Lines to restate from the data below: from the one containing "let mut iter = iter_tlvs(&[]);" to the one containing "0x04, 0x01, 0x22];", both included. Give them again exactly, and only them.

*** Block opens ***

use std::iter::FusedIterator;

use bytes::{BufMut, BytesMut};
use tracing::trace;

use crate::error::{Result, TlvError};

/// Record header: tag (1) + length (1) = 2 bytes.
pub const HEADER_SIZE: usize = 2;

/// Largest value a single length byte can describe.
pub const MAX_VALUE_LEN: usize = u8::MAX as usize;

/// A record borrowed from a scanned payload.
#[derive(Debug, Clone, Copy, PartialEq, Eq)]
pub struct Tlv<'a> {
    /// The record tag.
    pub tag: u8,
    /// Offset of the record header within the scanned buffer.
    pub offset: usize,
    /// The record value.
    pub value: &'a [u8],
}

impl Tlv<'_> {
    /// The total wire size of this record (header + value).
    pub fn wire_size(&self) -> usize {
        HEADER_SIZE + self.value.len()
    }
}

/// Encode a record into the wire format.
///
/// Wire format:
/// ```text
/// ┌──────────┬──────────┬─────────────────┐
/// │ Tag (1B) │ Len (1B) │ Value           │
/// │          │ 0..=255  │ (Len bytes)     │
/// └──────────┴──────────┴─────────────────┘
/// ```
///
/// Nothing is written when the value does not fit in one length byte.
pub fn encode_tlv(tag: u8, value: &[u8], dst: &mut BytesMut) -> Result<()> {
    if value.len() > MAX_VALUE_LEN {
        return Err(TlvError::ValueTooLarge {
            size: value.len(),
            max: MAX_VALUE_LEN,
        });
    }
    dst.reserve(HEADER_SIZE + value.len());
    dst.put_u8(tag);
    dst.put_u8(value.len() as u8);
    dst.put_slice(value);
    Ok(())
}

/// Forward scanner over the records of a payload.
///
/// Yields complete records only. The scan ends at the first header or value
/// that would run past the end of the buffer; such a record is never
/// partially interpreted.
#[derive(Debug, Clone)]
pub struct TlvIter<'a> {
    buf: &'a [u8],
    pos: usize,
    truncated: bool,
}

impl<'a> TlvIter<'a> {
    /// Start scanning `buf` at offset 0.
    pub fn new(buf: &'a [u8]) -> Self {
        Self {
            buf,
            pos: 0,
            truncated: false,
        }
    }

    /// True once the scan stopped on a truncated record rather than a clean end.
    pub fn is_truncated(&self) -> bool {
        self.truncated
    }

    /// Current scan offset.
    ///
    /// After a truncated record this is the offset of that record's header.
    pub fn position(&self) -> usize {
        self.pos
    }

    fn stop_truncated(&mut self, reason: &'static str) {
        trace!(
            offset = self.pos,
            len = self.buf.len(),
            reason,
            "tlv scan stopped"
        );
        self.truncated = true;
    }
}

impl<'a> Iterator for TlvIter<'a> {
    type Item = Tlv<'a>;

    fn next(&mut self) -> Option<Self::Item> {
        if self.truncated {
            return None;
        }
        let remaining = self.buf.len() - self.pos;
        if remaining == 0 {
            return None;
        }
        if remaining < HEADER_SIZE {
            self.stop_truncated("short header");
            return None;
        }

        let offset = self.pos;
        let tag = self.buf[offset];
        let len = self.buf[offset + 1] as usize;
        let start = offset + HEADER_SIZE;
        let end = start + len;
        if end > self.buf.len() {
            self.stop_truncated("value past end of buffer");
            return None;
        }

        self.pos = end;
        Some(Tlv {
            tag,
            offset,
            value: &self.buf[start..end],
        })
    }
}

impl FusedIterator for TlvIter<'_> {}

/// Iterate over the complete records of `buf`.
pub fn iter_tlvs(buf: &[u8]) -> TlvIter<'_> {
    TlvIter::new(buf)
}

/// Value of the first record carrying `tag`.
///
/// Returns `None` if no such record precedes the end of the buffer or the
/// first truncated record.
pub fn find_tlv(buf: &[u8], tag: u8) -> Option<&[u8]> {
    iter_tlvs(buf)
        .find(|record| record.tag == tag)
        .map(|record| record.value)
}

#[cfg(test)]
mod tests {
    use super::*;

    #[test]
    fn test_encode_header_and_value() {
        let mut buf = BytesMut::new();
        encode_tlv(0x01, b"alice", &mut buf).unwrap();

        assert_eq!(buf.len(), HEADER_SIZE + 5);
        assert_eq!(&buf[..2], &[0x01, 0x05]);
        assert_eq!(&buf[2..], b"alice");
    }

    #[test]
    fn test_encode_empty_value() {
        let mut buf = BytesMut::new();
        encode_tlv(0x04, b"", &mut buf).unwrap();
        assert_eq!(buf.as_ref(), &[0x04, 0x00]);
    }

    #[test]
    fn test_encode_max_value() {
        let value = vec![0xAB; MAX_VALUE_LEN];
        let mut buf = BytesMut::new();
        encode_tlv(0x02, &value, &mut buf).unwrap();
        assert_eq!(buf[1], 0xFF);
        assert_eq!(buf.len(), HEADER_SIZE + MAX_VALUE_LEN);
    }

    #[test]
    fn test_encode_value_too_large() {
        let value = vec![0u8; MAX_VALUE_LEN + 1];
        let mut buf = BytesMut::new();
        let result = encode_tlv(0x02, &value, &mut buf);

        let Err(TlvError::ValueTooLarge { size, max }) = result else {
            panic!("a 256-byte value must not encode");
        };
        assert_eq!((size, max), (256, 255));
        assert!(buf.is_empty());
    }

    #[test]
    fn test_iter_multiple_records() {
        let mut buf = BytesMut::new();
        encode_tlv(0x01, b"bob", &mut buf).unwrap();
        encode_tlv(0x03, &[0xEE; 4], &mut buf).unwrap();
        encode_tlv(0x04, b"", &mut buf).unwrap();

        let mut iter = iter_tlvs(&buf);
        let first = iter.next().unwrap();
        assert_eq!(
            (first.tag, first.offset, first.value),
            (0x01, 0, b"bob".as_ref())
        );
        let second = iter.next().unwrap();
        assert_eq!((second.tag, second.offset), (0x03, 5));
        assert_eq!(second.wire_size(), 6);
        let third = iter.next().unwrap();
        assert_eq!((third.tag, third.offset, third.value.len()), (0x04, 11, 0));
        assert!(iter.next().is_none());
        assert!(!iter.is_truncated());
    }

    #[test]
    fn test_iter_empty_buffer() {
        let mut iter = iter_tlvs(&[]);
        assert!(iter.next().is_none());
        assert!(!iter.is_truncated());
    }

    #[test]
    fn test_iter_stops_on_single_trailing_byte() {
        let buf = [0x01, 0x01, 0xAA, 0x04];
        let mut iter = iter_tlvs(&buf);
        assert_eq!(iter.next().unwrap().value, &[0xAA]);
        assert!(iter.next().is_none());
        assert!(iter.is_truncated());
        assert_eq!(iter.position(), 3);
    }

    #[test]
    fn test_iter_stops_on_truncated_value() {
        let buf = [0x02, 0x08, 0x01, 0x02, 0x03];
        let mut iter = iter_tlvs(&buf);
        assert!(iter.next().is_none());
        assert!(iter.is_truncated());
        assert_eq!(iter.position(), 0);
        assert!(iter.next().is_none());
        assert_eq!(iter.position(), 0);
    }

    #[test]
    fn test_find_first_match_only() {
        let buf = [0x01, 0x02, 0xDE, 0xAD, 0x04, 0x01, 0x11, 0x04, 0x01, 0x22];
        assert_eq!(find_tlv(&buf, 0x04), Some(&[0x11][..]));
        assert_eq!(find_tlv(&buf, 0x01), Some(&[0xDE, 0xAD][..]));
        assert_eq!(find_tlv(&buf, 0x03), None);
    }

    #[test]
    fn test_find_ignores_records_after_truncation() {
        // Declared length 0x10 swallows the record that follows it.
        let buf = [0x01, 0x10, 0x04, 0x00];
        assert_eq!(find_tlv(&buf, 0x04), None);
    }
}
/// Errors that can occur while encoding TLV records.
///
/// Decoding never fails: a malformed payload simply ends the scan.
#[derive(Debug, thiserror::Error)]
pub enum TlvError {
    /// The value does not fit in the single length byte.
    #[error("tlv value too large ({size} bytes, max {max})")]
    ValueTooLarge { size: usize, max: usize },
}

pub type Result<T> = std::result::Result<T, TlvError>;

*** Block closes ***

- _EXPECTED OUTPUT_
        let mut iter = iter_tlvs(&[]);
        assert!(iter.next().is_none());
        assert!(!iter.is_truncated());
    }

    #[test]
    fn test_iter_stops_on_single_trailing_byte() {
        let buf = [0x01, 0x01, 0xAA, 0x04];
        let mut iter = iter_tlvs(&buf);
        assert_eq!(iter.next().unwrap().value, &[0xAA]);
        assert!(iter.next().is_none());
        assert!(iter.is_truncated());
        assert_eq!(iter.position(), 3);
    }

    #[test]
    fn test_iter_stops_on_truncated_value() {
        let buf = [0x02, 0x08, 0x01, 0x02, 0x03];
        let mut iter = iter_tlvs(&buf);
        assert!(iter.next().is_none());
        assert!(iter.is_truncated());
        assert_eq!(iter.position(), 0);
        assert!(iter.next().is_none());
        assert_eq!(iter.position(), 0);
    }

    #[test]
    fn test_find_first_match_only() {
        let buf = [0x01, 0x02, 0xDE, 0xAD, 0x04, 0x01, 0x11, 0x04, 0x01, 0x22];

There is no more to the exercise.